14 mai 2010

Loi sur le voile intégral : la conviction contre la répression

Le Conseil d'Etat vient de donner un avis consultatif sur l'interdiction «intégrale» du port de la burqa ou du niqab sur le territoire national. Il confirme que le gouvernement va très loin, trop loin. Le projet de loi soumis à l'avis de la docte assemblée confirme qu'il devrait être impossible au législateur d'imposer une interdiction totale quel que soit l'espace public dans lequel une porteuse de voile évoluerait.

François Fillon se contrefout de l'avis du Conseil d'Etat. Il prend le risque d'une déclaration d'inconstitutionnalité par le conseil idoine mais parie qu'il ne se trouvera pas 60 parlementaires pour saisir ce dernier. Et s'il se trompait. Si, ce que je souhaite, 60 députés et sénateurs osaient braver la certitude de ce M. Fillon décidément bien imprudent. En voulant jouer la stigmatisation de l'Islam, on aboutit à des profanations de tombes ou à des tirs de fusil automatique sur une mosquée. On aboutit à désigner des boucs émissaires et à conforter les racistes et les xénophobes dans ce qu'ils ont de plus exécrable.

Fillon a déclaré qu'il allait passer outre l'avis du Conseil d'Etat. J'espère que les députés socialistes ne vont pas tomber dans le piège qui leur est tendu et approuver une loi qui ne concerne qu'une infime minorité de nos compatriotes. Contrairement à ce que j'entends, il ne s'agit pas de choisir entre liberté et oppression mais bien d'opter pour la conviction contre la répression. Viendra le temps où les femmes voilées, consentantes ou obligées, découvriront le bonheur d'aller et venir librement, et vêtues comme telles.

4 commentaires:

Denis a dit…

Je ne comprends pas ta position. Ces femmes sont-elles libres lorsqu'une minorité de personnes et/ou la pression sociale qui s'exercent sur elles les poussent à se voiler ?
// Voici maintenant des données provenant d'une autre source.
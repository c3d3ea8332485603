//! Configuration file loading
//!
//! Precedence is command line flag, then config file, then built-in default.

use anyhow::{Context, Result};
use serde::{Deserialize, Serialize};
use sffuzzy::Options;
use sffuzzy_telemetry::TelemetryConfig;
use std::path::{Path, PathBuf};

/// Result limit used when neither a flag nor the config file sets one
pub const DEFAULT_LIMIT: i64 = 10;

/// Root configuration schema
#[derive(Debug, Clone, Default, PartialEq, Serialize, Deserialize)]
pub struct ConfigSchema {
    #[serde(default)]
    pub search: SearchConfig,

    #[serde(default)]
    pub logging: TelemetryConfig,
}

/// Search defaults, each optional so that unset keys fall through
#[derive(Debug, Clone, Default, PartialEq, Serialize, Deserialize)]
pub struct SearchConfig {
    pub sort: Option<bool>,
    pub normalize: Option<bool>,
    pub limit: Option<i64>,
}

impl SearchConfig {
    /// Resolve search options, preferring explicit flag values.
    pub fn resolve(&self, sort: Option<bool>, normalize: Option<bool>, limit: Option<i64>) -> Options {
        Options::new()
            .with_sort(sort.or(self.sort).unwrap_or(true))
            .with_normalize(normalize.or(self.normalize).unwrap_or(true))
            .with_limit(limit.or(self.limit).unwrap_or(DEFAULT_LIMIT))
    }
}

/// Configuration wrapper
#[derive(Debug, Clone, Default)]
pub struct Config {
    pub schema: ConfigSchema,
    pub path: Option<PathBuf>,
}

impl Config {
    /// Load configuration from a file path or use defaults
    ///
    /// An explicitly given path must exist; discovered files are optional.
    pub fn load(path: Option<&Path>) -> Result<Self> {
        let config_path = path.map(Path::to_path_buf).or_else(find_config_file);

        let schema = match config_path {
            Some(ref p) => load_config_file(p)?,
            None => ConfigSchema::default(),
        };

        if let Some(ref p) = config_path {
            tracing::debug!(path = %p.display(), "Loaded config file");
        }

        Ok(Self {
            schema,
            path: config_path,
        })
    }
}

/// Find configuration file in standard locations
fn find_config_file() -> Option<PathBuf> {
    let candidates = [".sffuzzy.toml", "sffuzzy.toml", ".config/sffuzzy.toml"];

    candidates
        .into_iter()
        .map(PathBuf::from)
        .find(|candidate| candidate.exists())
}

/// Load and parse a TOML configuration file
fn load_config_file(path: &Path) -> Result<ConfigSchema> {
    let content = std::fs::read_to_string(path)
        .with_context(|| format!("Failed to read config file {}", path.display()))?;

    toml::from_str(&content)
        .with_context(|| format!("Failed to parse config file {}", path.display()))
}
On ne peut pas se réclamer de l'universalisme et accepter que, dans notre pays et ailleurs, des femmes puissent ne pas apparaître sous leur vraie visage. Pourquoi ? Parce qu'elles seraient le "diable" ? Cela nous renvoie au pire des obscurantismes.
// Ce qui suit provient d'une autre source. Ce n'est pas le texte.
//! Reading candidate targets from stdin or a file.

use anyhow::{Context, Result};
use clap::ValueEnum;
use sffuzzy::Target;
use std::io::Read;
use std::path::Path;

/// Shape of the candidate input
#[derive(Debug, Clone, Copy, PartialEq, Eq, ValueEnum)]
pub enum InputFormat {
    /// One target per line
    Lines,
    /// JSON array of strings or {token, relatedDocument} objects
    Json,
}

/// Read the whole input, from `path` or stdin when `None`.
pub fn read_input(path: Option<&Path>) -> Result<String> {
    match path {
        Some(p) => std::fs::read_to_string(p)
            .with_context(|| format!("Failed to read input file {}", p.display())),
        None => {
            let mut content = String::new();
            std::io::stdin()
                .read_to_string(&mut content)
                .context("Failed to read targets from stdin")?;
            Ok(content)
        }
    }
}

/// Parse raw input into targets.
///
/// Line input is trimmed as a whole, so a trailing newline does not add an
/// empty target. With a delimiter, each line is split once into token and
/// related document.
pub fn parse_targets(content: &str, format: InputFormat, delimiter: Option<&str>) -> Result<Vec<Target>> {
    match format {
        InputFormat::Json => {
            sffuzzy::parse_targets_json(content).context("Failed to parse JSON targets")
        }
        InputFormat::Lines => Ok(content
            .trim()
            .lines()
            .map(|line| split_line(line, delimiter))
            .collect()),
    }
}

fn split_line(line: &str, delimiter: Option<&str>) -> Target {
    match delimiter.and_then(|d| line.split_once(d)) {
        Some((token, document)) => Target::new(token).with_document(document),
        None => Target::new(line),
    }
}

#[cfg(test)]
mod tests {
    use super::*;

    #[test]
    fn test_parse_lines() {
        let targets = parse_targets("Paris;France\nLyon;France\n", InputFormat::Lines, None).unwrap();
        assert_eq!(targets, vec![Target::new("Paris;France"), Target::new("Lyon;France")]);
    }

    #[test]
    fn test_parse_lines_crlf() {
        let targets = parse_targets("a\r\nb\r\n", InputFormat::Lines, None).unwrap();
        assert_eq!(targets, vec![Target::new("a"), Target::new("b")]);
    }

    #[test]
    fn test_parse_lines_keeps_inner_blank_lines() {
        let targets = parse_targets("a\n\nb", InputFormat::Lines, None).unwrap();
        assert_eq!(targets.len(), 3);
        assert_eq!(targets[1], Target::new(""));
    }

    #[test]
    fn test_parse_empty_input() {
        let targets = parse_targets("  \n", InputFormat::Lines, None).unwrap();
        assert!(targets.is_empty());
    }

    #[test]
    fn test_parse_lines_with_delimiter() {
        let targets = parse_targets("super du\tC\nsuper man", InputFormat::Lines, Some("\t")).unwrap();
        assert_eq!(targets[0], Target::new("super du").with_document("C"));
        assert_eq!(targets[1], Target::new("super man"));
    }

    #[test]
    fn test_parse_json() {
        let targets = parse_targets(r#"["a", {"token": "b", "relatedDocument": "2"}]"#, InputFormat::Json, None).unwrap();
        assert_eq!(targets[1], Target::new("b").with_document("2"));
    }

    #[test]
    fn test_parse_json_invalid() {
        let err = parse_targets("not json", InputFormat::Json, None).unwrap_err();
        assert!(err.to_string().contains("Failed to parse JSON targets"));
    }

    #[test]
    fn test_read_missing_file() {
        let err = read_input(Some(Path::new("/nonexistent/targets.txt"))).unwrap_err();
        assert!(err.to_string().contains("Failed to read input file"));
    }
}
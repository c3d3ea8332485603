//! Text normalization applied to targets and search phrases.

use crate::Options;
use unicode_general_category::{get_general_category, GeneralCategory};
use unicode_normalization::UnicodeNormalization;

/// Normalize text into the character sequence used for matching.
///
/// Lowercasing is unconditional and maps each character to exactly one
/// character. When `options.normalize` is set the text is first decomposed,
/// stripped of nonspacing marks and recomposed, so `"Ōsaka"` becomes
/// `['o', 's', 'a', 'k', 'a']`.
pub fn normalize(text: &str, options: &Options) -> Vec<char> {
    if options.normalize {
        strip_marks(text).chars().map(lowercase).collect()
    } else {
        text.chars().map(lowercase).collect()
    }
}

fn strip_marks(text: &str) -> String {
    text.nfd()
        .filter(|c| get_general_category(*c) != GeneralCategory::NonspacingMark)
        .nfc()
        .collect()
}

// First char of the full mapping: 'İ' folds to 'i', final 'Σ' stays 'σ'.
fn lowercase(c: char) -> char {
    c.to_lowercase().next().unwrap_or(c)
}

#[cfg(test)]
mod tests {
    use super::*;

    fn normalized(text: &str, normalize_flag: bool) -> String {
        normalize(text, &Options::new().with_normalize(normalize_flag))
            .into_iter()
            .collect()
    }

    #[test]
    fn test_lowercase_always_applies() {
        assert_eq!(normalized("Hello World", false), "hello world");
        assert_eq!(normalized("Hello World", true), "hello world");
    }

    #[test]
    fn test_strips_diacritics() {
        assert_eq!(normalized("Ōsaka;Japan", true), "osaka;japan");
        assert_eq!(normalized("Crème Brûlée", true), "creme brulee");
    }

    #[test]
    fn test_keeps_diacritics_without_flag() {
        assert_eq!(normalized("Ōsaka", false), "ōsaka");
    }

    #[test]
    fn test_decomposed_input_recomposes() {
        // "e" followed by a combining acute accent
        assert_eq!(normalized("Cafe\u{301}", true), "cafe");
    }

    #[test]
    fn test_spacing_and_enclosing_marks_survive() {
        // KA + AA vowel sign (Mc)
        assert_eq!(normalized("\u{915}\u{93E}", true), "\u{915}\u{93E}");
        // combining enclosing circle (Me)
        assert_eq!(normalized("a\u{20DD}", true), "a\u{20DD}");
    }

    #[test]
    fn test_lowercase_one_char_per_char() {
        assert_eq!(normalized("İstanbul", false), "istanbul");
        assert_eq!(normalized("ΟΔΟΣ", false), "οδοσ");
        assert_eq!(normalized("ΟΔΟΣ", true), "οδοσ");
    }

    #[test]
    fn test_dotted_capital_i_with_normalize() {
        assert_eq!(normalized("İstanbul", true), "istanbul");
    }

    #[test]
    fn test_empty() {
        assert!(normalize("", &Options::new()).is_empty());
    }

    #[test]
    fn test_one_token_per_character() {
        let chars = normalize("Zürich", &Options::new());
        assert_eq!(chars.len(), 6);
    }
}
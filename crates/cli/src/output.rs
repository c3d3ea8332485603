//! Terminal output utilities
//!
//! Status lines go to stderr so that stdout only ever carries results.

use owo_colors::OwoColorize;
use sffuzzy::SearchResultSet;
use std::fmt::Write;

/// Status message helpers
pub struct Status;

impl Status {
    /// Print an error message
    pub fn error(message: &str) {
        eprintln!("{} {}", "✗".red(), message);
    }

    /// Print a warning message
    pub fn warning(message: &str) {
        eprintln!("{} {}", "⚠".yellow(), message);
    }

    /// Print an info message
    pub fn info(message: &str) {
        eprintln!("{} {}", "ℹ".blue(), message);
    }
}

/// Format a duration for display
pub fn format_duration(duration: std::time::Duration) -> String {
    let secs = duration.as_secs_f64();
    if secs < 0.001 {
        format!("{}µs", duration.as_micros())
    } else if secs < 1.0 {
        format!("{:.1}ms", secs * 1000.0)
    } else {
        format!("{:.2}s", secs)
    }
}

/// Format a count with singular/plural
pub fn format_count(count: usize, singular: &str, plural: &str) -> String {
    if count == 1 {
        format!("{} {}", count, singular)
    } else {
        format!("{} {}", count, plural)
    }
}

/// Render results as an aligned text table.
///
/// Rows scoring the best score are highlighted when `colored` is set.
pub fn render_table(found: &SearchResultSet, colored: bool) -> String {
    let with_documents = found.results.iter().any(|r| r.related_document.is_some());
    let score_width = found
        .results
        .iter()
        .map(|r| r.score.to_string().len())
        .max()
        .unwrap_or(0)
        .max("score".len());

    let mut out = String::new();
    let header = if with_documents {
        format!("{:>4}  {:>score_width$}  {:>7}  {:>5}  target  document", "#", "score", "matches", "typos")
    } else {
        format!("{:>4}  {:>score_width$}  {:>7}  {:>5}  target", "#", "score", "matches", "typos")
    };
    if colored {
        let _ = writeln!(out, "{}", header.bold());
    } else {
        let _ = writeln!(out, "{}", header);
    }

    for (rank, result) in found.results.iter().enumerate() {
        let mut row = format!(
            "{:>4}  {:>score_width$}  {:>7}  {:>5}  {}",
            rank + 1,
            result.score,
            result.match_count,
            result.typos,
            result.target
        );
        if let Some(document) = &result.related_document {
            row.push_str("  ");
            row.push_str(document);
        }

        if colored && result.score == found.best_score {
            let _ = writeln!(out, "{}", row.green());
        } else if colored {
            let _ = writeln!(out, "{}", row.dimmed());
        } else {
            let _ = writeln!(out, "{}", row);
        }
    }

    out
}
Ce n'est pas parce que d'autres instrumentalisent cette question que nous devons refuser la loi. Pour ma part, je suis pour l'interdiction du voile intégral dans l'espace public au nom des valeurs de notre République, au nom de notre modèle d'intégration. Il s'agit, au travers de cette loi, de s'opposer au communautarisme rampant que certains d'entre nous finissent par accepter ! Au nom de la liberté ? Oui, mais laquelle ? Celle de ces femmes ? Drôle de conception de la liberté dans ce cas !

Jean-Charles Houel a dit…

« Il y a quand même d’autres problèmes en France, non ? Des boîtes qui ferment, la misère pour une partie de la population. Alors la burqa, je pense que beaucoup de gens s’en moquent. C’est un débat qui nous est imposé.
Mais cela n’intéresse pas grand monde et concerne 2 000 femmes au maximum. Attention, je ne veux pas jouer à l’exilé américain qui juge les autres lorsqu’il rentre dans son pays. Mais franchement, parler de la burqa pendant des semaines, c’est beaucoup, c’est dur. »
Yannick Noah dans le Parisien

Jean-Charles Houel a dit…

Mon avis. Je pense que le problème de la Burqa entre dans le cadre d'une stratégie plus large qui consiste à stigmatiser une partie de la population. Burqa et débat sur l'identité nationale ne font qu'un. C'est si vrai que nombre de policiers annoncent d'ores et déjà que si la loi est votée et constitutionnalisée, elle sera inapplicable. Ils précisent, non sans bonne raison, qu'exiger d'une femme qu'elle ôte son voile génèrera des violences, des protestations, des émeutes. La burqa n'est pas une prescription religieuse mais l'interdire intégralement sera ressentie comme une humiliation puisque c'est cela qui est derrière cette loi. Le texte et l'esprit du texte.

Denis a dit…

@Jean-Charles


Je suis d'accord, avec toi, sur le fait que nous avons d'autres chats à fouetter. Je l'avais d'ailleurs écrit.


C'est mon seul point d'accord. Sur le fond, je crois qu'il faut statuer le plus rapidement possible sur cette question.